Sgt Ronald Charles Murray - 11th Fd Coy

Headstone of Sgt Ronald Charles Murray in the Dieppe Canadian War Cemetery, Hautot-sur-Mer, France
RCE Dieppe Memorial in Newhaven, England

Sergeant Ronald Charles Murray was born in Zimin, India in 1909, the son of Captain Charles John Murray and Florence De-Longe Murray. He had two brothers: Thomas and Keith and a sister Dorothy. Ronald was married to Norah of London, ON. Prior to enlisting, he had been a Sapper in the 7th Field Company, Royal Canadian Engineers, Non-Permanent Active Militia in London since 1933. He was experienced as a truck driver.

Sapper Murray enlisted in the 7th Field Company, Active Force on 4 September 1939, almost immediately upon the unit’s mobilization.
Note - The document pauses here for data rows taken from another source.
use std::time::Duration;

use reqwest::{Client, StatusCode};
use tracing::{info, warn};

fn models_url(base_url: &str) -> String {
    format!("{}/models", base_url.trim_end_matches('/'))
}

/// Check that the model backend answers `GET {base_url}/models` with 200.
/// Single attempt, bounded by `timeout`. Failures are logged and reported
/// as `false`, never returned as errors.
pub async fn is_available(http: &Client, base_url: &str, timeout: Duration) -> bool {
    let url = models_url(base_url);
    match http.get(&url).timeout(timeout).send().await {
        Ok(resp) if resp.status() == StatusCode::OK => {
            info!("Model backend is running at {base_url}");
            true
        }
        Ok(resp) => {
            warn!("Model backend responded with status code: {}", resp.status());
            false
        }
        Err(e) if e.is_timeout() => {
            warn!("Model backend at {base_url} did not answer within {timeout:?}");
            false
        }
        Err(e) => {
            warn!("Failed to connect to model backend at {base_url}: {e}");
            false
        }
    }
}

#[cfg(test)]
mod tests {
    use super::*;
    use httpmock::{Method::GET, MockServer};

    const TIMEOUT: Duration = Duration::from_secs(2);

    #[tokio::test(flavor = "current_thread")]
    async fn ok_status_means_available() {
        let server = MockServer::start();
        let mock = server.mock(|when, then| {
            when.method(GET).path("/v1/models");
            then.status(200).json_body(serde_json::json!({ "data": [] }));
        });

        assert!(is_available(&Client::new(), &server.url("/v1"), TIMEOUT).await);
        mock.assert();
    }

    #[tokio::test(flavor = "current_thread")]
    async fn other_success_codes_are_not_enough() {
        let server = MockServer::start();
        let _mock = server.mock(|when, then| {
            when.method(GET).path("/models");
            then.status(204);
        });

        assert!(!is_available(&Client::new(), &server.base_url(), TIMEOUT).await);
    }

    #[tokio::test(flavor = "current_thread")]
    async fn error_status_means_unavailable() {
        let server = MockServer::start();
        let _mock = server.mock(|when, then| {
            when.method(GET).path("/models");
            then.status(503);
        });

        assert!(!is_available(&Client::new(), &server.base_url(), TIMEOUT).await);
    }

    #[tokio::test(flavor = "current_thread")]
    async fn connection_refused_means_unavailable() {
        // Port 9 (discard) is essentially never served on test hosts.
        assert!(!is_available(&Client::new(), "http://127.0.0.1:9/v1", TIMEOUT).await);
    }

    #[tokio::test(flavor = "current_thread")]
    async fn slow_backend_times_out() {
        let server = MockServer::start();
        let _mock = server.mock(|when, then| {
            when.method(GET).path("/models");
            then.status(200).delay(Duration::from_millis(500));
        });

        let available =
            is_available(&Client::new(), &server.base_url(), Duration::from_millis(50)).await;
        assert!(!available);
    }
}
use std::sync::Arc;

use crate::agent::AgentProfile;

pub const RESEARCH_EXPECTED_OUTPUT: &str = "keywords, key points, and trends.";
pub const WRITE_EXPECTED_OUTPUT: &str = "an article no longer than 250 words.";

/// Soft bound the writer is asked to respect.
pub const ARTICLE_WORD_LIMIT: usize = 250;

/// One unit of work for one agent. Built fresh for every run.
#[derive(Debug, Clone)]
pub struct TaskSpec {
    pub description: String,
    pub assigned_agent: Arc<AgentProfile>,
    pub expected_output: String,
}

/// Output of a finished stage, passed as context to later stages.
#[derive(Debug, Clone, PartialEq, Eq)]
pub struct StageOutput {
    pub agent: String,
    pub text: String,
}

pub fn research_task(topic: &str, researcher: &Arc<AgentProfile>) -> TaskSpec {
    TaskSpec {
        description: format!(
            "List keywords, key points, and trends for the following topic: {topic}."
        ),
        assigned_agent: researcher.clone(),
        expected_output: RESEARCH_EXPECTED_OUTPUT.to_string(),
    }
}

pub fn write_task(topic: &str, writer: &Arc<AgentProfile>) -> TaskSpec {
    TaskSpec {
        description: format!(
            "Based on the given research outcomes, write a blog post on the topic: {topic}."
        ),
        assigned_agent: writer.clone(),
        expected_output: WRITE_EXPECTED_OUTPUT.to_string(),
    }
}

impl TaskSpec {
    /// Full user-facing prompt: description, expected output, and the
    /// outputs of earlier stages in run order.
    pub fn render_prompt(&self, context: &[StageOutput]) -> String {
        let mut prompt = format!(
            "{}\n\nThis is the expected criteria for your final answer: {}",
            self.description, self.expected_output
        );
        if !context.is_empty() {
            prompt.push_str("\n\nThis is the context you're working with:");
            for stage in context {
                prompt.push_str(&format!("\n\n[{}]\n{}", stage.agent, stage.text));
            }
        }
        prompt
    }
}

/// Whitespace-separated word count.
pub fn word_count(text: &str) -> usize {
    text.split_whitespace().count()
}
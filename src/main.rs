mod agent;
mod ai;
mod cmd_config;
mod config;
mod crew;
mod error;
mod frontend;
mod health;
mod protocol;
mod sink;
mod task;

use std::path::PathBuf;
use std::sync::Arc;

use anyhow::Result;
use clap::{Parser, Subcommand};
use tracing::info;
use tracing_subscriber::EnvFilter;

use crate::crew::Crew;
use crate::sink::EventSink;

#[derive(Parser)]
#[command(
    name = "blogcrew",
    about = "Researcher + writer agents that turn a topic into a short blog post",
    version
)]
struct Cli {
    /// Path to config file
    #[arg(short, long, global = true)]
    config: Option<PathBuf>,

    #[command(subcommand)]
    command: Option<Commands>,

    /// One-shot topic (otherwise read topics interactively)
    #[arg(short, long)]
    topic: Option<String>,

    /// Log progress at info level
    #[arg(short, long)]
    verbose: bool,
}

#[derive(Subcommand)]
enum Commands {
    /// Manage configuration
    Config {
        #[command(subcommand)]
        action: ConfigAction,
    },
}

#[derive(Subcommand)]
enum ConfigAction {
    /// Create default settings.json
    Init,
    /// Show current configuration (secrets masked)
    Show,
    /// Set a config value (dot notation: backend.model)
    Set {
        /// Config key path
        key: String,
        /// Value to set
        value: String,
    },
    /// Print config file path
    Path,
}

#[tokio::main]
async fn main() -> Result<()> {
    let cli = Cli::parse();

    if let Some(Commands::Config { action }) = &cli.command {
        let path = cli.config.unwrap_or_else(config::default_config_path);
        return cmd_config::run(action, &path);
    }

    // Logs go to stderr so the transcript on stdout stays readable.
    let default_level = if cli.verbose { "info" } else { "warn" };
    tracing_subscriber::fmt()
        .with_env_filter(
            EnvFilter::try_from_default_env().unwrap_or_else(|_| EnvFilter::new(default_level)),
        )
        .with_writer(std::io::stderr)
        .init();

    let config_path = cli.config.unwrap_or_else(config::default_config_path);
    let config = config::AppConfig::load_or_default(&config_path)?.with_env_overrides();
    info!("Config loaded");

    let sink = EventSink::new();
    let crew = Arc::new(Crew::bootstrap(&config, sink).await?);

    let fe = frontend::cli::CliFrontend {
        topic: cli.topic,
        show_inputs: config.shell.show_inputs,
    };
    fe.run(crew).await
}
He was qualified as Pioneer and was promoted to Acting Sergeant that day and became Substantive Sergeant on 25 January 1940.

Sergeant Murray embarked for England on 12 May 1940 - well before the main body of the 7th Fd Coy. They embarked in August 1940. Until he re-joined his unit late in 1941 in England, Sergeant Murray attended a number of courses. For a short period December 1941-January 1942 he held the appointment of Acting Sergeant Major.
By the time he rejoined his Company it was in Battle, Sussex as part of operational defence plan for the County of Sussex area. In May 1942, when the 2nd Canadian Division was placed in Corps Reserve, the 7th Field Company moved to Eastborne, Sussex and settled down to a period of more construction and routine training until more rigorous training and exercises began in preparation for the Dieppe Raid.

During the Dieppe Raid, Sergeant Murray was a member of the Lieutenant Millar’s Party of 55 All Ranks that was tasked to demolish a large number of targets in Dieppe. Organized into four teams, Murray was in charge of the 13-man “A” team whose primary task was to demolish a number of cranes in the dock area in the town of Dieppe.
Upon landing on RED Beach and under fire, the surviving team members assisted the advance up the beach and attempted to advance to their demolition targets in town. As with many of the landed troops, however, they were prevented from advancing because of the intense fire from the full range of German weapons. All the Millar teams were hard-pressed to rally. Many of the sappers had drowned in the surf labouring with their heavy loads, had been killed outright, or were suffering extreme wounds. Despite the best efforts to rally the team, they were unable to continue to advance towards their assigned demolition targets. Sergeant Murray was Killed in Action. He is buried in the Dieppe Canadian War Cemetery, Hautot-sur-Mer, France.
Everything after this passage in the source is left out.